**Records excerpted from a collection**

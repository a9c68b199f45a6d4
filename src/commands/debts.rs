// Copyright (c) 2025 Soumyadip Sarkar.
// All rights reserved.
//
// This source code is licensed under the license found in the
// LICENSE file in the root directory of this source tree.

use super::transactions::{TABLE_HEADERS, table_rows};
use super::{optional, required};
use crate::models::{Debt, DebtType};
use crate::requests::{ChargeDebtRequest, CreateDebtRequest, Request, UpdateDebtRequest};
use crate::service::{FinanceService, Outcome};
use crate::store::RecordStore;
use crate::utils::{fmt_money, maybe_print_json, parse_decimal, pretty_table};
use anyhow::Result;
use serde::Serialize;

pub fn handle<S: RecordStore>(svc: &mut FinanceService<S>, m: &clap::ArgMatches) -> Result<()> {
    match m.subcommand() {
        Some(("add", sub)) => add(svc, sub)?,
        Some(("list", sub)) => list(svc, sub)?,
        Some(("show", sub)) => show(svc, sub)?,
        Some(("edit", sub)) => edit(svc, sub)?,
        Some(("charge", sub)) => charge(svc, sub)?,
        Some(("rm", sub)) => remove(svc, sub)?,
        _ => {}
    }
    Ok(())
}

fn add<S: RecordStore>(svc: &mut FinanceService<S>, sub: &clap::ArgMatches) -> Result<()> {
    let req = CreateDebtRequest {
        title: required(sub, "title")?.to_string(),
        amount: parse_decimal(required(sub, "amount")?)?,
        r#type: optional(sub, "type")
            .map(str::parse::<DebtType>)
            .transpose()?
            .unwrap_or(DebtType::CreditCard),
        notes: optional(sub, "notes").unwrap_or_default().to_string(),
    };
    if let Outcome::Debt(d) = svc.dispatch(Request::CreateDebt(req))? {
        println!(
            "Added {} '{}' owing {} [{}]",
            d.r#type,
            d.title,
            fmt_money(&d.amount),
            d.id
        );
    }
    Ok(())
}

fn debt_rows(debts: &[Debt]) -> Vec<Vec<String>> {
    debts
        .iter()
        .map(|d| {
            vec![
                d.id.clone(),
                d.title.clone(),
                fmt_money(&d.amount),
                d.r#type.to_string(),
                d.notes.clone(),
            ]
        })
        .collect()
}

const DEBT_HEADERS: [&str; 5] = ["ID", "Title", "Outstanding", "Type", "Notes"];

fn list<S: RecordStore>(svc: &FinanceService<S>, sub: &clap::ArgMatches) -> Result<()> {
    let debts = svc.list_debts()?;
    if !maybe_print_json(sub.get_flag("json"), sub.get_flag("jsonl"), &debts)? {
        println!("{}", pretty_table(&DEBT_HEADERS, debt_rows(&debts)));
    }
    Ok(())
}

#[derive(Serialize)]
struct DebtDetail<'a> {
    debt: &'a Debt,
    transactions: &'a [crate::models::Transaction],
}

fn show<S: RecordStore>(svc: &FinanceService<S>, sub: &clap::ArgMatches) -> Result<()> {
    let (debt, transactions) = svc.debt_detail(required(sub, "id")?)?;
    let detail = DebtDetail {
        debt: &debt,
        transactions: &transactions,
    };
    if !maybe_print_json(sub.get_flag("json"), sub.get_flag("jsonl"), &detail)? {
        println!("Debt details for {}", debt.title);
        println!("Balance: {}", fmt_money(&debt.amount));
        println!("{}", pretty_table(&DEBT_HEADERS, debt_rows(std::slice::from_ref(&debt))));
        if transactions.is_empty() {
            println!("No payments recorded against this debt");
        } else {
            println!("{}", pretty_table(&TABLE_HEADERS, table_rows(&transactions)));
        }
    }
    Ok(())
}

fn edit<S: RecordStore>(svc: &mut FinanceService<S>, sub: &clap::ArgMatches) -> Result<()> {
    let existing = svc.get_debt(required(sub, "id")?)?;
    let req = UpdateDebtRequest {
        id: existing.id,
        fields: CreateDebtRequest {
            title: optional(sub, "title")
                .map(str::to_string)
                .unwrap_or(existing.title),
            amount: optional(sub, "amount")
                .map(parse_decimal)
                .transpose()?
                .unwrap_or(existing.amount),
            r#type: optional(sub, "type")
                .map(str::parse::<DebtType>)
                .transpose()?
                .unwrap_or(existing.r#type),
            notes: optional(sub, "notes")
                .map(str::to_string)
                .unwrap_or(existing.notes),
        },
    };
    if let Outcome::Debt(d) = svc.dispatch(Request::UpdateDebt(req))? {
        println!("Updated '{}' owing {}", d.title, fmt_money(&d.amount));
    }
    Ok(())
}

fn charge<S: RecordStore>(svc: &mut FinanceService<S>, sub: &clap::ArgMatches) -> Result<()> {
    let req = ChargeDebtRequest {
        id: required(sub, "id")?.to_string(),
        amount: parse_decimal(required(sub, "amount")?)?,
    };
    if let Outcome::Debt(d) = svc.dispatch(Request::ChargeDebt(req))? {
        println!("Charged '{}', now owing {}", d.title, fmt_money(&d.amount));
    }
    Ok(())
}

fn remove<S: RecordStore>(svc: &mut FinanceService<S>, sub: &clap::ArgMatches) -> Result<()> {
    let id = required(sub, "id")?.to_string();
    if let Outcome::DebtDeleted(d) = svc.dispatch(Request::DeleteDebt { id })? {
        println!("Removed debt '{}'", d.title);
    }
    Ok(())
}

**Aim of the task**
Return each line of the data above that includes the word "optional".

**Output below**
use super::{optional, required};
        r#type: optional(sub, "type")
        notes: optional(sub, "notes").unwrap_or_default().to_string(),
            title: optional(sub, "title")
            amount: optional(sub, "amount")
            r#type: optional(sub, "type")
            notes: optional(sub, "notes")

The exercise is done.